Going back to the portable gogeye, Blazing Penguin is right if only a conventional straight tug is considered but the Conqueror wasn't. The reason why you may have a portable gogeye shown in plan but not in elevation is simply because it was portable and thus wasn't always there!  ;D  The 'Conk' as she was known, was an anchor-handling-tug-supply-vessel (AHTS) which sometimes was used for towing/anchor-handling. When used as a supply vessel, the presence of a large forged-steel gogeye (think of an oval fairlead about 3' high) used only when towing etc. and planted in the centre of the deck, would seriously interfere with cargo stowing operations. Thus the gogeye was made to be unbolted (portable) such that it could be moved away from the cargo deck and stowed out of the way. When in use, the tow wire was run through the gogeye. Maersk vessels often used a similar system.

Cement (Barytes) tanks were sealed silos used for the carriage of powder cargos and discharged by compressed air. Liquid mud (cement) if carried, was discharged by scroll pumps. In powder form the barytes was mixed originally with diesel (later on with water when environmental concerns were addressed).
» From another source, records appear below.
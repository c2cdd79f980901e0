//! SQL DDL for the account & booking tables (SQLite).

/// Creates every table and index if missing. Safe to run on every start.
///
/// - `users.email` UNIQUE (plus an explicit lookup index)
/// - `admins.user_id` and `accessibility_settings.user_id` UNIQUE for the 1:1 profiles
/// - every `user_id` is a foreign key to `users(id)` with `ON DELETE CASCADE`
/// - measurement columns carry `CHECK (... >= 0)`
pub const SQLITE_INIT: &str = r#"
CREATE TABLE IF NOT EXISTS users (
    id INTEGER PRIMARY KEY AUTOINCREMENT,
    full_name TEXT NOT NULL,
    email TEXT NOT NULL UNIQUE,
    password_hash TEXT NOT NULL,
    role TEXT NOT NULL DEFAULT 'customer',
    created_at TEXT NOT NULL
);

CREATE INDEX IF NOT EXISTS idx_users_email ON users(email);

CREATE TABLE IF NOT EXISTS admins (
    id INTEGER PRIMARY KEY AUTOINCREMENT,
    user_id INTEGER NOT NULL UNIQUE REFERENCES users(id) ON DELETE CASCADE,
    admin_level TEXT NOT NULL DEFAULT 'staff',
    permissions TEXT NULL,
    created_at TEXT NOT NULL
);

CREATE TABLE IF NOT EXISTS bookings (
    id INTEGER PRIMARY KEY AUTOINCREMENT,
    user_id INTEGER NOT NULL REFERENCES users(id) ON DELETE CASCADE,
    booking_type TEXT NOT NULL,
    service_type TEXT NOT NULL,
    preferred_date TEXT NOT NULL, -- YYYY-MM-DD
    preferred_time TEXT NOT NULL, -- HH:MM:SS
    address_line1 TEXT NULL,
    address_line2 TEXT NULL,
    city TEXT NULL,
    postcode TEXT NULL,
    status TEXT NOT NULL DEFAULT 'pending',
    notes TEXT NULL,
    created_at TEXT NOT NULL
);

CREATE INDEX IF NOT EXISTS idx_bookings_user_id ON bookings(user_id);

CREATE TABLE IF NOT EXISTS carbon_calulations (
    id INTEGER PRIMARY KEY AUTOINCREMENT,
    user_id INTEGER NOT NULL REFERENCES users(id) ON DELETE CASCADE,
    electricity_kwh REAL NULL CHECK (electricity_kwh >= 0),
    gas_kwh REAL NULL CHECK (gas_kwh >= 0),
    petrol_car_miles REAL NULL CHECK (petrol_car_miles >= 0),
    ev_miles REAL NULL CHECK (ev_miles >= 0),
    period_start TEXT NULL,
    period_end TEXT NULL,
    co2_kg REAL NOT NULL,
    created_at TEXT NOT NULL
);

CREATE INDEX IF NOT EXISTS idx_carbon_calulations_user_id ON carbon_calulations(user_id);

CREATE TABLE IF NOT EXISTS energy_usage_records (
    id INTEGER PRIMARY KEY AUTOINCREMENT,
    user_id INTEGER NOT NULL REFERENCES users(id) ON DELETE CASCADE,
    record_date TEXT NOT NULL,
    electricity_kwh REAL NULL CHECK (electricity_kwh >= 0),
    gas_kwh REAL NULL CHECK (gas_kwh >= 0),
    solar_generation_kwh REAL NULL CHECK (solar_generation_kwh >= 0),
    created_at TEXT NOT NULL
);

CREATE INDEX IF NOT EXISTS idx_energy_usage_records_user_id ON energy_usage_records(user_id);

CREATE TABLE IF NOT EXISTS accessibility_settings (
    id INTEGER PRIMARY KEY AUTOINCREMENT,
    user_id INTEGER NOT NULL UNIQUE REFERENCES users(id) ON DELETE CASCADE,
    language TEXT NOT NULL DEFAULT 'en',
    high_contrast INTEGER NOT NULL DEFAULT 0,
    reduced_motion INTEGER NOT NULL DEFAULT 0,
    font_scale REAL NOT NULL DEFAULT 1.0,
    updated_at TEXT NOT NULL
)
"#;

/// Drops every table, children first. Destroys all data.
pub const SQLITE_DROP: &str = r#"
DROP TABLE IF EXISTS accessibility_settings;
DROP TABLE IF EXISTS energy_usage_records;
DROP TABLE IF EXISTS carbon_calulations;
DROP TABLE IF EXISTS bookings;
DROP TABLE IF EXISTS admins;
DROP TABLE IF EXISTS users
"#;

/// Tables holding rows owned by a user, in cascade order.
pub const USER_OWNED_TABLES: [&str; 5] = [
    "admins",
    "accessibility_settings",
    "bookings",
    "carbon_calulations",
    "energy_usage_records",
];

/// Split a DDL script into individual statements.
pub(crate) fn statements(script: &str) -> impl Iterator<Item = &str> {
    script.split(';').map(str::trim).filter(|s| !s.is_empty())
}
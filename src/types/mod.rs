pub mod domain;

pub use domain::{AdminLevel, BookingStatus, BookingType, Language, Role, ServiceType};
//! Per-user history rows: bookings, carbon calculations and energy usage.

use chrono::Utc;
use tracing::{debug, info};

use crate::db::models::{
    Booking, CarbonCalculation, EnergyUsageRecord, NewBooking, NewCarbonCalculation,
    NewEnergyUsageRecord,
};
use crate::db::sqlite::Storage;
use crate::db::validate::Validate;
use crate::error::RolsaError;

const BOOKING_COLUMNS: &str = "id, user_id, booking_type, service_type, preferred_date, \
     preferred_time, address_line1, address_line2, city, postcode, status, notes, created_at";
const CARBON_COLUMNS: &str = "id, user_id, electricity_kwh, gas_kwh, petrol_car_miles, \
     ev_miles, period_start, period_end, co2_kg, created_at";
const USAGE_COLUMNS: &str =
    "id, user_id, record_date, electricity_kwh, gas_kwh, solar_generation_kwh, created_at";

impl Storage {
    pub async fn create_booking(&self, new: NewBooking) -> Result<Booking, RolsaError> {
        new.validate()?;
        let user_id = new.user_id;
        let booking: Booking = sqlx::query_as(&format!(
            "INSERT INTO bookings (
                user_id, booking_type, service_type, preferred_date, preferred_time,
                address_line1, address_line2, city, postcode, status, notes, created_at
             ) VALUES (?, ?, ?, ?, ?, ?, ?, ?, ?, ?, ?, ?)
             RETURNING {BOOKING_COLUMNS}"
        ))
        .bind(user_id)
        .bind(new.booking_type)
        .bind(new.service_type)
        .bind(new.preferred_date)
        .bind(new.preferred_time)
        .bind(new.address_line1)
        .bind(new.address_line2)
        .bind(new.city)
        .bind(new.postcode)
        .bind(new.status)
        .bind(new.notes)
        .bind(Utc::now())
        .fetch_one(self.pool())
        .await
        .map_err(|e| RolsaError::from_write(e, "bookings", Some(user_id)))?;
        info!(
            booking_id = booking.id,
            user_id,
            booking_type = %booking.booking_type,
            service_type = %booking.service_type,
            "booking created"
        );
        Ok(booking)
    }

    pub async fn get_booking(&self, id: i64) -> Result<Option<Booking>, RolsaError> {
        let booking = sqlx::query_as(&format!("SELECT {BOOKING_COLUMNS} FROM bookings WHERE id = ?"))
            .bind(id)
            .fetch_optional(self.pool())
            .await?;
        Ok(booking)
    }

    /// Bookings of one user, soonest preferred slot first.
    pub async fn list_bookings_for_user(&self, user_id: i64) -> Result<Vec<Booking>, RolsaError> {
        let rows = sqlx::query_as(&format!(
            "SELECT {BOOKING_COLUMNS} FROM bookings WHERE user_id = ?
             ORDER BY preferred_date, preferred_time, id"
        ))
        .bind(user_id)
        .fetch_all(self.pool())
        .await?;
        Ok(rows)
    }

    /// Persist every mutable booking field. Ownership and `created_at` stay fixed.
    pub async fn update_booking(&self, booking: &Booking) -> Result<(), RolsaError> {
        booking.validate()?;
        let res = sqlx::query(
            r#"UPDATE bookings SET
                booking_type = ?,
                service_type = ?,
                preferred_date = ?,
                preferred_time = ?,
                address_line1 = ?,
                address_line2 = ?,
                city = ?,
                postcode = ?,
                status = ?,
                notes = ?
              WHERE id = ?"#,
        )
        .bind(&booking.booking_type)
        .bind(&booking.service_type)
        .bind(booking.preferred_date)
        .bind(booking.preferred_time)
        .bind(&booking.address_line1)
        .bind(&booking.address_line2)
        .bind(&booking.city)
        .bind(&booking.postcode)
        .bind(&booking.status)
        .bind(&booking.notes)
        .bind(booking.id)
        .execute(self.pool())
        .await
        .map_err(|e| RolsaError::from_write(e, "bookings", Some(booking.user_id)))?;
        if res.rows_affected() == 0 {
            return Err(RolsaError::NotFound {
                table: "bookings",
                id: booking.id,
            });
        }
        debug!(booking_id = booking.id, status = %booking.status, "booking updated");
        Ok(())
    }

    pub async fn delete_booking(&self, id: i64) -> Result<(), RolsaError> {
        self.delete_by_id("bookings", id).await
    }

    /// Store a footprint result together with the inputs it was computed from.
    pub async fn create_carbon_calculation(
        &self,
        new: NewCarbonCalculation,
    ) -> Result<CarbonCalculation, RolsaError> {
        new.validate()?;
        let user_id = new.user_id;
        let calc: CarbonCalculation = sqlx::query_as(&format!(
            "INSERT INTO carbon_calulations (
                user_id, electricity_kwh, gas_kwh, petrol_car_miles, ev_miles,
                period_start, period_end, co2_kg, created_at
             ) VALUES (?, ?, ?, ?, ?, ?, ?, ?, ?)
             RETURNING {CARBON_COLUMNS}"
        ))
        .bind(user_id)
        .bind(new.electricity_kwh)
        .bind(new.gas_kwh)
        .bind(new.petrol_car_miles)
        .bind(new.ev_miles)
        .bind(new.period_start)
        .bind(new.period_end)
        .bind(new.co2_kg)
        .bind(Utc::now())
        .fetch_one(self.pool())
        .await
        .map_err(|e| RolsaError::from_write(e, "carbon_calulations", Some(user_id)))?;
        debug!(calculation_id = calc.id, user_id, co2_kg = calc.co2_kg, "carbon calculation stored");
        Ok(calc)
    }

    pub async fn get_carbon_calculation(
        &self,
        id: i64,
    ) -> Result<Option<CarbonCalculation>, RolsaError> {
        let calc = sqlx::query_as(&format!(
            "SELECT {CARBON_COLUMNS} FROM carbon_calulations WHERE id = ?"
        ))
        .bind(id)
        .fetch_optional(self.pool())
        .await?;
        Ok(calc)
    }

    /// Calculation history of one user, oldest first.
    pub async fn list_carbon_calculations_for_user(
        &self,
        user_id: i64,
    ) -> Result<Vec<CarbonCalculation>, RolsaError> {
        let rows = sqlx::query_as(&format!(
            "SELECT {CARBON_COLUMNS} FROM carbon_calulations WHERE user_id = ?
             ORDER BY created_at, id"
        ))
        .bind(user_id)
        .fetch_all(self.pool())
        .await?;
        Ok(rows)
    }

    pub async fn delete_carbon_calculation(&self, id: i64) -> Result<(), RolsaError> {
        self.delete_by_id("carbon_calulations", id).await
    }

    /// `record_date` falls back to today (UTC) when the caller leaves it unset.
    pub async fn create_energy_usage_record(
        &self,
        new: NewEnergyUsageRecord,
    ) -> Result<EnergyUsageRecord, RolsaError> {
        new.validate()?;
        let user_id = new.user_id;
        let now = Utc::now();
        let record: EnergyUsageRecord = sqlx::query_as(&format!(
            "INSERT INTO energy_usage_records (
                user_id, record_date, electricity_kwh, gas_kwh, solar_generation_kwh, created_at
             ) VALUES (?, ?, ?, ?, ?, ?)
             RETURNING {USAGE_COLUMNS}"
        ))
        .bind(user_id)
        .bind(new.record_date.unwrap_or_else(|| now.date_naive()))
        .bind(new.electricity_kwh)
        .bind(new.gas_kwh)
        .bind(new.solar_generation_kwh)
        .bind(now)
        .fetch_one(self.pool())
        .await
        .map_err(|e| RolsaError::from_write(e, "energy_usage_records", Some(user_id)))?;
        debug!(record_id = record.id, user_id, record_date = %record.record_date, "energy usage recorded");
        Ok(record)
    }

    pub async fn get_energy_usage_record(
        &self,
        id: i64,
    ) -> Result<Option<EnergyUsageRecord>, RolsaError> {
        let record = sqlx::query_as(&format!(
            "SELECT {USAGE_COLUMNS} FROM energy_usage_records WHERE id = ?"
        ))
        .bind(id)
        .fetch_optional(self.pool())
        .await?;
        Ok(record)
    }

    /// Usage history of one user ordered by `record_date`, for charting.
    pub async fn list_energy_usage_for_user(
        &self,
        user_id: i64,
    ) -> Result<Vec<EnergyUsageRecord>, RolsaError> {
        let rows = sqlx::query_as(&format!(
            "SELECT {USAGE_COLUMNS} FROM energy_usage_records WHERE user_id = ?
             ORDER BY record_date, id"
        ))
        .bind(user_id)
        .fetch_all(self.pool())
        .await?;
        Ok(rows)
    }

    pub async fn update_energy_usage_record(
        &self,
        record: &EnergyUsageRecord,
    ) -> Result<(), RolsaError> {
        record.validate()?;
        let res = sqlx::query(
            "UPDATE energy_usage_records
             SET record_date = ?, electricity_kwh = ?, gas_kwh = ?, solar_generation_kwh = ?
             WHERE id = ?",
        )
        .bind(record.record_date)
        .bind(record.electricity_kwh)
        .bind(record.gas_kwh)
        .bind(record.solar_generation_kwh)
        .bind(record.id)
        .execute(self.pool())
        .await
        .map_err(|e| RolsaError::from_write(e, "energy_usage_records", Some(record.user_id)))?;
        if res.rows_affected() == 0 {
            return Err(RolsaError::NotFound {
                table: "energy_usage_records",
                id: record.id,
            });
        }
        Ok(())
    }

    pub async fn delete_energy_usage_record(&self, id: i64) -> Result<(), RolsaError> {
        self.delete_by_id("energy_usage_records", id).await
    }
}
The mud was used in drilling operations partly to lubricate/cool the drill bit and partly to fill the well behind/above the drill bit and counterbalance the pressure of any oil entering the well. Calculating the density of the mud was a bit of a black art and performed by so-called 'mud engineers'; we real engineers often took offence at the term and put them in the same category as Drillers and similar riff-raff. ;D

Several of the early Seaforth vessels did have A-frames at the stern but they were all later removed as being of no real benefit.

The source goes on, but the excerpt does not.